Nadanie sobie nadzwyczajnych uprawnień może być też podwójną pułapką zastawioną na opozycję i zagranicznych krytyków. Jeśli po zakończeniu epidemii rząd faktycznie odda – tak jak zapowiada – owe uprawnienia i nie zastosuje w międzyczasie jakichś drastycznych metod, wielu Węgrów przyzna, że zarzuty o dyktatorskie zapędy były przesadne i nie pokrywają się z sytuacją „na ulicy” (już teraz policja jest pobłażliwa w egzekwowaniu zakazu wychodzenia z domu). A powrót parlamentu do normalnego funkcjonowania będzie przez Orbána przedstawiany jako koronny dowód na jego wierność demokracji – czym będzie próbował uciszyć narastające dziś dyskusje o wykluczeniu Fideszu z Europejskiej Partii Ludowej czy nawet o zawieszeniu prawa głosu Węgier w Unii.

Dekada Fideszu

Obecny kryzys pokazuje jak w soczewce metody i styl władzy Orbána. Kluczem do jego popularności jest nade wszystko umiejętne zarządzanie emocjami społecznymi. Jasne wskazywanie, kto jest wrogiem, a kto dzielnie toczy nierówną i osamotnioną, ale ostatecznie zwycięską walkę. Orbán jest bowiem premierem kryzysów. To na fali dwóch poprzednich – gospodarczego i migracyjnego – najpierw zdobył, a potem utrwalił swoją władzę.

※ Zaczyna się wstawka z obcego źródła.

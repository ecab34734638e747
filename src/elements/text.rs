//! Text element types.
//!
//! A [`TextRun`] is what one "show text" operation produced: glyphs in drawing
//! order sharing a font. Glyph fusion turns runs into [`TextFragment`]s, the
//! unit the rest of the layout engine works with.

use serde::{Deserialize, Serialize};

use crate::geometry::Rect;

/// One positioned glyph.
#[derive(Debug, Clone, PartialEq, Serialize, Deserialize)]
pub struct Glyph {
    /// Unicode text the glyph maps to (usually one character)
    pub text: String,
    /// Glyph box; `y1` is the baseline
    pub bbox: Rect,
}

impl Glyph {
    /// Create a glyph from its box.
    pub fn new(text: impl Into<String>, bbox: Rect) -> Self {
        Self {
            text: text.into(),
            bbox,
        }
    }

    /// Create a glyph from its baseline origin and advance box.
    ///
    /// # Examples
    ///
    /// ```
    /// use page_oxide::elements::Glyph;
    ///
    /// let g = Glyph::at_baseline("A", 10.0, 100.0, 6.0, 12.0);
    /// assert_eq!(g.bbox.y0, 88.0);
    /// assert_eq!(g.bbox.y1, 100.0);
    /// ```
    pub fn at_baseline(
        text: impl Into<String>,
        x: f32,
        baseline: f32,
        width: f32,
        height: f32,
    ) -> Self {
        Self::new(text, Rect::new(x, baseline - height, x + width, baseline))
    }
}

/// Glyphs emitted by one decoder text operation.
#[derive(Debug, Clone, PartialEq, Serialize, Deserialize)]
pub struct TextRun {
    /// Glyphs in drawing order
    pub glyphs: Vec<Glyph>,
    /// Base font name
    #[serde(default)]
    pub font_name: String,
    /// Font size in points
    #[serde(default)]
    pub font_size: f32,
}

impl TextRun {
    /// Create a run.
    pub fn new(glyphs: Vec<Glyph>, font_name: impl Into<String>, font_size: f32) -> Self {
        Self {
            glyphs,
            font_name: font_name.into(),
            font_size,
        }
    }
}

/// A consolidated piece of text on one visual line.
#[derive(Debug, Clone, PartialEq, Serialize, Deserialize)]
pub struct TextFragment {
    /// Bounding box
    pub bbox: Rect,
    /// Resolved text
    pub text: String,
    /// Base font name
    pub font_name: String,
    /// Font size in points
    pub font_size: f32,
}

impl TextFragment {
    /// Create a fragment.
    pub fn new(
        text: impl Into<String>,
        bbox: Rect,
        font_name: impl Into<String>,
        font_size: f32,
    ) -> Self {
        Self {
            bbox,
            text: text.into(),
            font_name: font_name.into(),
            font_size,
        }
    }

    /// Number of Unicode scalar values in the text.
    pub fn char_count(&self) -> usize {
        self.text.chars().count()
    }

    /// Width divided by the character count (at least one).
    ///
    /// # Examples
    ///
    /// ```
    /// use page_oxide::elements::TextFragment;
    /// use page_oxide::geometry::Rect;
    ///
    /// let f = TextFragment::new("AB", Rect::new(0.0, 0.0, 5.0, 5.0), "Times", 5.0);
    /// assert_eq!(f.avg_char_width(), 2.5);
    /// ```
    pub fn avg_char_width(&self) -> f32 {
        self.bbox.width() / self.char_count().max(1) as f32
    }
}

#[cfg(test)]
mod tests {
    use super::*;

    #[test]
    fn test_avg_char_width_empty_text() {
        let f = TextFragment::new("", Rect::new(0.0, 0.0, 4.0, 5.0), "Times", 5.0);
        assert_eq!(f.char_count(), 0);
        assert_eq!(f.avg_char_width(), 4.0);
    }

    #[test]
    fn test_avg_char_width_multibyte() {
        let f = TextFragment::new("ºª", Rect::new(0.0, 0.0, 4.0, 5.0), "Times", 5.0);
        assert_eq!(f.char_count(), 2);
        assert_eq!(f.avg_char_width(), 2.0);
    }
}
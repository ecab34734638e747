//! Property-Based Tests
//!
//! Invariants of the layout engine checked over generated pages:
//! - The component tree is a forest that covers every component
//! - Every child lies inside its parent
//! - Placement picks the smallest container
//! - Reading order is a permutation, independent of the incoming order
//! - Same-band components read left to right, bands top to bottom
//! - Smart order equals resolving every same-band pair directly

use page_oxide::elements::{Glyph, GraphicPrimitive, PageInput, TextFragment, TextRun};
use page_oxide::geometry::Rect;
use page_oxide::layout::{contains, smallest_container, Component, ComponentArena, ComponentId};
use page_oxide::pipeline::{
    LayoutAnalyzer, ReadingOrderStrategy, RowBand, SimpleStrategy, SmartStrategy,
};
use proptest::prelude::*;
use std::cmp::Ordering;

// ============================================================================
// Generators
// ============================================================================

/// Axis-aligned lines on a coarse lattice so that many of them touch.
fn graphic() -> impl Strategy<Value = GraphicPrimitive> {
    (0u8..20, 0u8..20, 1u8..10, any::<bool>()).prop_map(|(x, y, len, horizontal)| {
        let (x, y, len) = (f32::from(x) * 10.0, f32::from(y) * 10.0, f32::from(len) * 10.0);
        if horizontal {
            GraphicPrimitive::line(x, y, x + len, y)
        } else {
            GraphicPrimitive::line(x, y, x, y + len)
        }
    })
}

fn text_run() -> impl Strategy<Value = TextRun> {
    (0u16..200, 0u16..200, 1usize..6).prop_map(|(x, y, n)| {
        let (x, baseline) = (f32::from(x), f32::from(y) + 8.0);
        let glyphs = (0..n)
            .map(|i| Glyph::at_baseline("x", x + i as f32 * 4.0, baseline, 4.0, 8.0))
            .collect();
        TextRun::new(glyphs, "Helvetica", 8.0)
    })
}

fn page() -> impl Strategy<Value = PageInput> {
    (prop::collection::vec(graphic(), 0..30), prop::collection::vec(text_run(), 0..15))
        .prop_map(|(graphics, runs)| PageInput::new(graphics, runs))
}

fn rect() -> impl Strategy<Value = Rect> {
    (0.0f32..500.0, 0.0f32..700.0, 1.0f32..80.0, 1.0f32..30.0)
        .prop_map(|(x, y, w, h)| Rect::new(x, y, x + w, y + h))
}

fn text_arena(rects: &[Rect]) -> (ComponentArena, Vec<ComponentId>) {
    let mut arena = ComponentArena::new();
    let ids = rects
        .iter()
        .map(|r| arena.push(Component::text(TextFragment::new("t", *r, "Times", 10.0))))
        .collect();
    (arena, ids)
}

/// Reference ordering that lists every same-band pair explicitly.
fn pairwise_order(
    arena: &ComponentArena,
    band: &RowBand,
    mut ids: Vec<ComponentId>,
) -> Vec<ComponentId> {
    if ids.len() < 2 {
        return ids;
    }
    ids.sort_by(|&a, &b| {
        let (ra, rb) = (arena.bbox(a), arena.bbox(b));
        ra.y0
            .total_cmp(&rb.y0)
            .then(ra.x0.total_cmp(&rb.x0))
            .then(ra.y1.total_cmp(&rb.y1))
            .then(ra.x1.total_cmp(&rb.x1))
            .then(a.cmp(&b))
    });

    let mut subjects_of: Vec<Vec<usize>> = vec![Vec::new(); ids.len()];
    let mut is_subject = vec![false; ids.len()];
    for i in 0..ids.len() {
        for j in (i + 1)..ids.len() {
            let (a, b) = (arena.bbox(ids[i]), arena.bbox(ids[j]));
            if !band.same_band(&a, &b) {
                continue;
            }
            let (anchor, subject) = match band.compare(&a, &b) {
                Ordering::Greater => (i, j),
                _ => (j, i),
            };
            subjects_of[anchor].push(subject);
            is_subject[subject] = true;
        }
    }

    let mut remainder: Vec<usize> = (0..ids.len()).filter(|&i| !is_subject[i]).collect();
    // Stable insertion sort; the remainder holds no same-band pairs
    for i in 1..remainder.len() {
        let mut j = i;
        while j > 0
            && band.compare(&arena.bbox(ids[remainder[j]]), &arena.bbox(ids[remainder[j - 1]]))
                == Ordering::Less
        {
            remainder.swap(j, j - 1);
            j -= 1;
        }
    }

    let mut placed = vec![false; ids.len()];
    let mut ordered = Vec::with_capacity(ids.len());
    for anchor in remainder {
        let mut pulled = Vec::new();
        let mut stack = subjects_of[anchor].clone();
        while let Some(next) = stack.pop() {
            if !placed[next] {
                placed[next] = true;
                pulled.push(ids[next]);
                stack.extend(subjects_of[next].iter().copied());
            }
        }
        ordered.extend(pairwise_order(arena, band, pulled));
        placed[anchor] = true;
        ordered.push(ids[anchor]);
    }
    ordered
}

fn strategies() -> Vec<Box<dyn ReadingOrderStrategy>> {
    vec![Box::new(SmartStrategy::default()), Box::new(SimpleStrategy::default())]
}

// ============================================================================
// Tree Properties
// ============================================================================

/// Property: every component appears exactly once in the tree
#[test]
fn proptest_tree_is_a_covering_forest() {
    proptest!(ProptestConfig::with_cases(64), |(input in page())| {
        let layout = LayoutAnalyzer::new().analyze_page(&input).unwrap();
        let visited = layout.walk();
        prop_assert_eq!(visited.len(), layout.arena().len());

        let mut seen = vec![false; layout.arena().len()];
        for (id, _) in &visited {
            prop_assert!(!seen[id.index()], "component {} visited twice", id.index());
            seen[id.index()] = true;
        }
    });
}

/// Property: a child always lies inside its parent
#[test]
fn proptest_children_inside_parents() {
    proptest!(ProptestConfig::with_cases(64), |(input in page())| {
        let layout = LayoutAnalyzer::new().analyze_page(&input).unwrap();
        for (id, parent) in layout.arena().iter() {
            for &child in layout.children(id) {
                let child = layout.component(child);
                prop_assert!(
                    contains(&parent.bbox, &child.bbox, child.is_text()),
                    "{:?} not inside {:?}", child.bbox, parent.bbox
                );
            }
        }
    });
}

/// Property: the chosen container is never larger than another candidate
#[test]
fn proptest_smallest_container_is_minimal() {
    proptest!(|(pool in prop::collection::vec(rect(), 1..20), item in rect())| {
        let mut arena = ComponentArena::new();
        let ids: Vec<ComponentId> = pool.iter().map(|r| arena.push(Component::group(*r))).collect();
        let item = arena.push(Component::margin(item));

        match smallest_container(&arena, item, &ids) {
            Some(best) => {
                prop_assert!(arena.contains(best, item));
                for &other in &ids {
                    if arena.contains(other, item) {
                        prop_assert!(arena.bbox(best).area() <= arena.bbox(other).area());
                    }
                }
            },
            None => prop_assert!(ids.iter().all(|&other| !arena.contains(other, item))),
        }
    });
}

// ============================================================================
// Reading Order Properties
// ============================================================================

/// Property: ordering returns a permutation and ignores the incoming order
#[test]
fn proptest_order_is_a_stable_permutation() {
    proptest!(|(rects in prop::collection::vec(rect(), 0..25))| {
        let (arena, ids) = text_arena(&rects);
        for strategy in strategies() {
            let ordered = strategy.order(&arena, ids.clone());

            let mut sorted = ordered.clone();
            sorted.sort();
            prop_assert_eq!(&sorted, &ids);

            let reversed: Vec<ComponentId> = ids.iter().rev().copied().collect();
            prop_assert_eq!(&strategy.order(&arena, reversed), &ordered, "{}", strategy.name());
            prop_assert_eq!(&strategy.order(&arena, ordered.clone()), &ordered, "{}", strategy.name());
        }
    });
}

/// Property: one band reads left to right
#[test]
fn proptest_single_band_reads_left_to_right() {
    proptest!(|(cells in prop::collection::btree_map(0u16..400, 0.0f32..0.4, 1..20))| {
        let rects: Vec<Rect> = cells
            .iter()
            .rev()
            .map(|(&x, &jitter)| {
                let x = f32::from(x) * 5.0;
                Rect::new(x, jitter, x + 4.0, 10.0 + jitter)
            })
            .collect();
        let (arena, ids) = text_arena(&rects);
        let ordered = SmartStrategy::new(RowBand::default()).order(&arena, ids);
        let xs: Vec<f32> = ordered.iter().map(|&id| arena.bbox(id).x0).collect();
        prop_assert!(xs.windows(2).all(|w| w[0] < w[1]), "{:?}", xs);
    });
}

/// Property: bands read top to bottom regardless of horizontal position
#[test]
fn proptest_bands_read_top_to_bottom() {
    proptest!(|(cells in prop::collection::vec((0usize..6, 0.0f32..400.0), 1..30))| {
        let rects: Vec<Rect> = cells
            .iter()
            .map(|&(row, x)| {
                let y = row as f32 * 20.0;
                Rect::new(x, y, x + 15.0, y + 10.0)
            })
            .collect();
        let (arena, ids) = text_arena(&rects);
        let ordered = SmartStrategy::default().order(&arena, ids);
        let tops: Vec<f32> = ordered.iter().map(|&id| arena.bbox(id).y0).collect();
        prop_assert!(tops.windows(2).all(|w| w[0] <= w[1]), "{:?}", tops);
    });
}

/// Property: smart order matches direct pairwise resolution on crowded bands
#[test]
fn proptest_smart_matches_pairwise_resolution() {
    let crowded = (0.0f32..120.0, 0.0f32..60.0, 1.0f32..20.0, 1.0f32..30.0)
        .prop_map(|(x, y, w, h)| Rect::new(x, y, x + w, y + h));
    proptest!(|(rects in prop::collection::vec(crowded, 0..30))| {
        let (arena, ids) = text_arena(&rects);
        let band = RowBand::default();
        let expected = pairwise_order(&arena, &band, ids.clone());
        prop_assert_eq!(SmartStrategy::new(band).order(&arena, ids), expected);
    });
}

Premierem został w 2010 r. – u szczytu kryzysu gospodarczego. Węgry odczuły go szczególnie mocno, jesienią 2008 r. były bliskie bankructwa. Kredytów udzielił wówczas Międzynarodowy Fundusz Walutowy, a rząd techniczny wprowadził drastyczne cięcia w wydatkach państwa. Tymczasem Orbán obiecał wyborcom koniec polityki oszczędności i jednoznacznie wskazał winnych kryzysu (międzynarodowy kapitał spekulacyjny i jego krajowi pomocnicy). Po wyborach zrezygnował z ostatniej transzy kredytu MFW, co przedstawił jako dowód na odzyskanie przez kraj suwerenności. Odium cięć spadło na poprzedni rząd, a Orbán wykonał kilka popularnych gestów, m.in. nakładając dodatkowe obciążenia na instytucje finansowe – budżet podreperowało to w niewielkim stopniu, ale dało społeczeństwu poczucie sprawiedliwości.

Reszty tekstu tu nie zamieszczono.